ただ、斎藤茂吉と違うのは、1と2の作品の区別がさほど鮮明でなく、3の作品が戦争に対する、やや冷めた視点を持っていることだ。
1儀式歌:(紀元2600年)
・紀元二千六百年とこしへに窮みなけれど栄へつつあり 「歩道」
2、戦争を煽る歌:
・大詔あふぎて待てばあなさけや討つべき敵(あた)を示したまへり 「しろたへ」(日米開戦)
・大君の海をまもりて戦へばささげ尽くして還るともなし 「しろたへ」(特攻隊讃歌)
3、戦時下の心情を詠った歌:
・戦ひのさなかに肉声はひびきけり先年見し映画なりしが 「歩道」
・今しばし砲のけむりのしずまりに兵みゆるとき心はたぎつ 「歩道」
・シンガポール遂におちぬと夜ふけて雪凍りたる道を帰りぬ 「しろたへ」
ここに出した作品のほかに、「しろたへ」の後半には、かなりの戦争詠がある。戦況の変化に即し、各種の報道を題材に作品化している。

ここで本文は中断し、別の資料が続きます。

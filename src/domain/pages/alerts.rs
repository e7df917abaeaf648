//! Alerts page: signal history browsing, single-signal detail, and a manual
//! signal form.

use crate::domain::error::DashboardError;
use crate::domain::messages::{self, failure};
use crate::domain::pages::Notice;
use crate::domain::signal::{SignalDraft, SignalHistory, SignalQuery};
use crate::ports::trading_api::TradingApi;

#[derive(Debug, Clone, PartialEq)]
pub struct AlertsPage {
    pub query: SignalQuery,
    pub signals: Vec<SignalHistory>,
    /// Strategy names for the filter and the signal form.
    pub strategy_names: Vec<String>,
    pub draft: SignalDraft,
    pub notice: Option<Notice>,
}

impl AlertsPage {
    pub fn new(query: SignalQuery) -> Self {
        Self {
            query: query.normalized(),
            signals: Vec::new(),
            strategy_names: Vec::new(),
            draft: SignalDraft::default(),
            notice: None,
        }
    }

    pub async fn reload(&mut self, api: &dyn TradingApi) {
        let (signals, strategies) =
            tokio::join!(api.list_signals(&self.query), api.list_strategies(false));

        match signals {
            Ok(s) => self.signals = s,
            Err(e) => {
                tracing::warn!(error = %e, "loading signals failed");
                self.notice = Some(Notice::error(failure(messages::LOAD_SIGNALS, &e)));
            }
        }
        match strategies {
            Ok(list) => {
                self.strategy_names = list.into_iter().map(|s| s.strategy_name).collect();
            }
            // The filter still works as free text without the name list.
            Err(e) => tracing::warn!(error = %e, "loading strategy names failed"),
        }
    }

    /// Send a manual signal, then reload so the new history row shows up.
    pub async fn send(&mut self, api: &dyn TradingApi, draft: SignalDraft) -> bool {
        self.draft = draft;
        let request = match self.draft.validate() {
            Ok(r) => r,
            Err(e) => {
                self.notice = Some(Notice::error(failure(messages::SEND_SIGNAL, &e)));
                return false;
            }
        };

        tracing::info!(strategy = %request.strategy, signal = ?request.signal, "sending manual signal");
        match api.send_signal(&request).await {
            Ok(res) => {
                self.notice = Some(Notice::info(format!("訊號結果：{}", res.summary())));
                self.reload(api).await;
            }
            Err(e) => {
                tracing::warn!(error = %e, "manual signal failed");
                self.notice = Some(Notice::error(failure(messages::SEND_SIGNAL, &e)));
                self.reload(api).await;
            }
        }
        true
    }

    pub fn attention_count(&self) -> usize {
        self.signals.iter().filter(|s| s.needs_attention()).count()
    }
}

/// One signal, fetched by id.
#[derive(Debug, Clone, PartialEq)]
pub struct SignalDetailPage {
    pub signal: Option<SignalHistory>,
    pub error: Option<String>,
}

impl SignalDetailPage {
    /// A backend 404 means the id does not exist and is returned as an
    /// error. Any other failure is shown on the page.
    pub async fn load(api: &dyn TradingApi, id: i64) -> Result<Self, DashboardError> {
        match api.get_signal(id).await {
            Ok(s) => Ok(Self {
                signal: Some(s),
                error: None,
            }),
            Err(e) if e.status() == Some(404) => Err(e),
            Err(e) => Ok(Self {
                signal: None,
                error: Some(failure(messages::LOAD_SIGNALS, &e)),
            }),
        }
    }
}
//! Concrete adapter implementations for ports.

pub mod file_config_adapter;
pub mod http_api;
#[cfg(feature = "web")]
pub mod web;
//! Dashboard page: strategy counts and recent signals, fetched once on entry.
//! Health is polled separately; see [`crate::domain::health`].

use crate::domain::messages::{self, failure};
use crate::domain::signal::{SignalHistory, SignalQuery};
use crate::ports::trading_api::TradingApi;

#[derive(Debug, Clone, PartialEq, Default)]
pub struct DashboardOverview {
    pub strategy_count: Option<usize>,
    pub enabled_count: Option<usize>,
    pub recent_signals: Vec<SignalHistory>,
    pub errors: Vec<String>,
}

impl DashboardOverview {
    pub async fn load(api: &dyn TradingApi, recent_limit: u32) -> Self {
        let query = SignalQuery::recent(recent_limit).normalized();
        let (strategies, signals) =
            tokio::join!(api.list_strategies(false), api.list_signals(&query));

        let mut overview = Self::default();
        match strategies {
            Ok(list) => {
                overview.strategy_count = Some(list.len());
                overview.enabled_count = Some(list.iter().filter(|s| s.enabled).count());
            }
            Err(e) => overview.errors.push(failure(messages::LOAD_STRATEGIES, &e)),
        }
        match signals {
            Ok(list) => overview.recent_signals = list,
            Err(e) => overview.errors.push(failure(messages::LOAD_SIGNALS, &e)),
        }
        overview
    }
}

このことに関し、佐太郎自身は、「しろたへ」の後記で次のように述べる。
「前集『歩道』は支那事変の渦中に昭和15年に発行になったが、戦争関係の歌は多くなかった。然るに昭和16年12月8日を以って皇国は大東亜戦争に突入し、隆替をこの一戦の賭けることとなった。肇国三千年の光輝を負ひ、大詔を奉じて戦ふ国の上に勝利は必ずある。しかも我は古より神々の見たまふ国である。・・・作の結果は如何にもあれ、皇国民として又歌つくりとして当然の要求に従って進んだので、私は纔か(わずか)に斎藤茂吉先生の作品にまねび、他に記紀万葉から古詩の翻訳類を参考として覚束ない武装をしている。」
僕はここで「作の結果は如何にもあれ」「覚束ない武装」とい表現に、「作品の出来は良くない」「消極的協力」という傾向を見出す。戦果に躍り上がらんばかりの斎藤茂吉、確信犯的に戦争体制に積極的の関わった、斎藤瀏との違いがこのあたりにあろうかと思う。
戦争協力は、明らかな過誤だ。これは「斎藤茂吉と佐藤佐太郎」でも書いた。その過誤から、抒情詩としての純粋性を、佐太郎は構築する。
ちなみに、昭和28年刊行の「佐藤佐太郎歌集」(角川文庫)の「歩道」「しろたへ」には戦争詠は収録されていない。自註歌集「海雲」にも収録されていない。この二冊は、佐太郎の自選だが、佐太郎が戦争詠が不毛だったと考えていた証左だろう。
また、佐藤志満編、「佐藤佐太郎歌集」(岩波文庫)、「佐藤佐太郎百首」(短歌新聞社)にも、収録されていない。後進もまた、佐太郎の戦争詠に価値を見出していないのだろう。